He threw back a Moscow Mule in a single gulp, and he heard the roar of the crowd. At first he thought they were objecting to the DJ and his terrible music, but the minute he leaned out to look down he understood what was going on.
At the center of the club a small gap had opened in the crowd and all eyes were turned to Lollipop and a young man in torn jeans and a white skin-tight T-shirt. They were quarreling. Lollipop held both arms crossed behind his back, chest puffed out in a provocative stance. Behind him, handbag clutched to her oversized breasts and eyes downcast like a violated virgin martyr, stood Gloria, or whatever the hell her name was, Lollipop’s latest girlfriend.
“What do you think, that this good-looking guagliona is waiting for you?”
“Who the fuck do you think you are?” the other young man replied. “You’re too little for this guagliona.”

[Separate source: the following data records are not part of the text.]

/// Host classification that drives the installer flow.
#[derive(Debug, Clone, Copy, PartialEq, Eq, Hash)]
pub enum Environment {
    MacOS,
    Ubuntu,
    /// Ubuntu running under Windows Subsystem for Linux.
    WslUbuntu,
    /// Native Windows (not inside WSL).
    Windows,
    Other,
}

impl Environment {
    /// Ubuntu on bare metal or under WSL; both install pyenv via apt + git.
    pub fn is_ubuntu_like(self) -> bool {
        matches!(self, Environment::Ubuntu | Environment::WslUbuntu)
    }

    /// Human-readable description used in the "Detected ..." banner line.
    pub fn describe(self) -> &'static str {
        match self {
            Environment::MacOS => "macOS",
            Environment::Ubuntu => "Ubuntu",
            Environment::WslUbuntu => "Ubuntu running under Windows Subsystem for Linux (WSL)",
            Environment::Windows => "Windows",
            Environment::Other => "an unsupported environment",
        }
    }
}

impl std::fmt::Display for Environment {
    fn fmt(&self, f: &mut std::fmt::Formatter<'_>) -> std::fmt::Result {
        match self {
            Environment::MacOS => write!(f, "macos"),
            Environment::Ubuntu => write!(f, "ubuntu"),
            Environment::WslUbuntu => write!(f, "wsl_ubuntu"),
            Environment::Windows => write!(f, "windows"),
            Environment::Other => write!(f, "other"),
        }
    }
}

pub const PROC_VERSION: &str = "/proc/version";
pub const OS_RELEASE: &str = "/etc/os-release";

/// Source of the facts detection depends on. Lets tests supply file contents
/// without touching the real `/proc` and `/etc`.
pub trait OsProbe {
    /// Operating system identifier in `std::env::consts::OS` form.
    fn os(&self) -> &str;

    /// File contents, or `None` when the file is missing or unreadable.
    fn read_file(&self, path: &str) -> Option<String>;
}

/// Probe backed by the running system.
pub struct SystemProbe;

impl OsProbe for SystemProbe {
    fn os(&self) -> &str {
        std::env::consts::OS
    }

    fn read_file(&self, path: &str) -> Option<String> {
        match std::fs::read_to_string(path) {
            Ok(content) => Some(content),
            Err(e) => {
                tracing::debug!(path, error = %e, "could not read detection file");
                None
            }
        }
    }
}

// ---------------------------------------------------------------------------
// Public API
// ---------------------------------------------------------------------------

/// Classify the running host.
pub fn detect_environment() -> Environment {
    detect_with_probe(&SystemProbe)
}

/// Classify the host described by `probe`. Never fails: anything that cannot
/// be read or recognised ends up as [`Environment::Other`].
pub fn detect_with_probe(probe: &dyn OsProbe) -> Environment {
    let environment = match probe.os() {
        "macos" => Environment::MacOS,
        "windows" => Environment::Windows,
        "linux" => classify_linux(
            probe.read_file(PROC_VERSION).as_deref(),
            probe.read_file(OS_RELEASE).as_deref(),
        ),
        _ => Environment::Other,
    };
    tracing::debug!(os = probe.os(), %environment, "detected environment");
    environment
}

/// Classify a Linux host from the contents of `/proc/version` and
/// `/etc/os-release`.
///
/// A WSL kernel takes priority: under WSL only an Ubuntu userland is
/// supported, anything else is `Other`.
pub fn classify_linux(proc_version: Option<&str>, os_release: Option<&str>) -> Environment {
    let ubuntu = os_release.is_some_and(mentions_ubuntu);

    match (proc_version.is_some_and(is_wsl_kernel), ubuntu) {
        (true, true) => Environment::WslUbuntu,
        (false, true) => Environment::Ubuntu,
        _ => Environment::Other,
    }
}

// ---------------------------------------------------------------------------
// Internal helpers
// ---------------------------------------------------------------------------

fn is_wsl_kernel(proc_version: &str) -> bool {
    let lower = proc_version.to_lowercase();
    lower.contains("microsoft") || lower.contains("wsl")
}

fn mentions_ubuntu(os_release: &str) -> bool {
    os_release.to_lowercase().contains("ubuntu")
}

// ---------------------------------------------------------------------------
// Tests
// ---------------------------------------------------------------------------

#[cfg(test)]
mod tests {
    use super::*;
    use std::collections::HashMap;

    const UBUNTU_RELEASE: &str =
        "NAME=\"Ubuntu\"\nVERSION_ID=\"24.04\"\nID=ubuntu\nID_LIKE=debian\n";
    const FEDORA_RELEASE: &str = "NAME=\"Fedora Linux\"\nID=fedora\nVERSION_ID=40\n";
    const PLAIN_KERNEL: &str = "Linux version 6.8.0-45-generic (buildd@lcy02-amd64-075)";
    const WSL_KERNEL: &str = "Linux version 5.15.153.1-microsoft-standard-WSL2 (root@1c602f52c2e4)";

    struct MockProbe {
        os: &'static str,
        files: HashMap<String, String>,
    }

    impl MockProbe {
        fn linux() -> Self {
            Self {
                os: "linux",
                files: HashMap::new(),
            }
        }

        fn with_file(mut self, path: &str, content: &str) -> Self {
            self.files.insert(path.into(), content.into());
            self
        }
    }

    impl OsProbe for MockProbe {
        fn os(&self) -> &str {
            self.os
        }

        fn read_file(&self, path: &str) -> Option<String> {
            self.files.get(path).cloned()
        }
    }

    #[test]
    fn ubuntu_without_wsl_marker() {
        let probe = MockProbe::linux()
            .with_file(PROC_VERSION, PLAIN_KERNEL)
            .with_file(OS_RELEASE, UBUNTU_RELEASE);
        assert_eq!(detect_with_probe(&probe), Environment::Ubuntu);
    }

    #[test]
    fn microsoft_kernel_turns_ubuntu_into_wsl_ubuntu() {
        let probe = MockProbe::linux()
            .with_file(PROC_VERSION, WSL_KERNEL)
            .with_file(OS_RELEASE, UBUNTU_RELEASE);
        assert_eq!(detect_with_probe(&probe), Environment::WslUbuntu);
    }

    #[test]
    fn wsl_marker_alone_is_enough() {
        assert_eq!(
            classify_linux(Some("Linux version 4.4.0-19041-WSL"), Some(UBUNTU_RELEASE)),
            Environment::WslUbuntu
        );
    }

    #[test]
    fn wsl_with_other_distro_is_other() {
        assert_eq!(
            classify_linux(Some(WSL_KERNEL), Some(FEDORA_RELEASE)),
            Environment::Other
        );
    }

    #[test]
    fn wsl_without_os_release_is_other() {
        assert_eq!(classify_linux(Some(WSL_KERNEL), None), Environment::Other);
    }

    #[test]
    fn missing_proc_version_still_detects_ubuntu() {
        let probe = MockProbe::linux().with_file(OS_RELEASE, UBUNTU_RELEASE);
        assert_eq!(detect_with_probe(&probe), Environment::Ubuntu);
    }

    #[test]
    fn unrecognised_contents_are_other() {
        assert_eq!(
            classify_linux(Some(PLAIN_KERNEL), Some(FEDORA_RELEASE)),
            Environment::Other
        );
        assert_eq!(classify_linux(Some(""), Some("")), Environment::Other);
        assert_eq!(
            classify_linux(Some("\u{fffd}garbage"), Some("not=an\nos-release")),
            Environment::Other
        );
    }

    #[test]
    fn unreadable_files_are_other() {
        let probe = MockProbe::linux();
        assert_eq!(detect_with_probe(&probe), Environment::Other);
    }

    #[test]
    fn macos_and_windows_by_os_identifier() {
        let mac = MockProbe {
            os: "macos",
            files: HashMap::new(),
        };
        let win = MockProbe {
            os: "windows",
            files: HashMap::new(),
        };
        assert_eq!(detect_with_probe(&mac), Environment::MacOS);
        assert_eq!(detect_with_probe(&win), Environment::Windows);
    }

    #[test]
    fn unknown_os_is_other() {
        let probe = MockProbe {
            os: "freebsd",
            files: HashMap::new(),
        }
        .with_file(OS_RELEASE, UBUNTU_RELEASE);
        assert_eq!(detect_with_probe(&probe), Environment::Other);
    }

    #[test]
    fn ubuntu_like_covers_both_ubuntu_variants() {
        assert!(Environment::Ubuntu.is_ubuntu_like());
        assert!(Environment::WslUbuntu.is_ubuntu_like());
        assert!(!Environment::MacOS.is_ubuntu_like());
        assert!(!Environment::Other.is_ubuntu_like());
    }

    #[test]
    fn display_matches_classification_names() {
        let names: Vec<String> = [
            Environment::MacOS,
            Environment::Ubuntu,
            Environment::WslUbuntu,
            Environment::Windows,
            Environment::Other,
        ]
        .iter()
        .map(|e| e.to_string())
        .collect();
        assert_eq!(names, ["macos", "ubuntu", "wsl_ubuntu", "windows", "other"]);
    }

    #[test]
    fn detect_environment_on_this_machine_does_not_panic() {
        let _ = detect_environment();
    }
}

“Too little! Now I’ll take a shit right in your mouth.”
“Before I talk to you, you need to put your thoughts at rest, I’m not understanding a thing.”
Nicolas had seen it all, he’d heard it all. The guy had come on to Gloria. Gloria was Lollipop’s girlfriend. She was part of the paranza.
He rushed down to the center of the dance floor, where Lollipop greeted him by slapping a hand on his chest to make it clear to the other young man that things were about to turn very dark for him. The young man with the torn jeans recognized him and took a step back. The mass of spectators eager to relish the clash formed a sort of compact barrier, the perimeter of which the young man navigated while Nicolas stepped up to him, sniffing at him, first his head, then his neck and shoulders, and while the other young man did indeed start retreating, he never once took his eyes off Nicolas.
“So you get the point now?” asked Nicolas, and gave him a couple of slaps in the face.
The young man planted both feet wide, solid as a boulder. He’s not afraid of me, thought Nicolas, he’s not lowering his gaze, he wants to penetrate my eyes. He pulled out his pistol and killed him with a single shot to the forehead. Behind him, the smiling faces of the young crowd were splattered with blood.
A brief moment of silence, and then utter chaos. The security doors were taken by assault, but even then, they didn’t open instantly, creating swirling whirlpools of screaming bodies. Then, at last, they were flung open, and in the blink of an eye the club emptied out, even Nicolas’s paranza was outside now—perhaps swept away in the rush of the crowd, perhaps tugged away by their girlfriends. He left the corpse behind him on the floor, tucked the pistol into his pants pocket, and watched the discotheque empty.
* * *
The first to get back in was none other than Lollipop.
“Maraja,” he said, yanking on his arm, “what did you do that for?”
“He looked at me,” Nicolas retorted, and tried to shake loose from Lollipop’s grip, but now Lollipop grabbed his other arm as well.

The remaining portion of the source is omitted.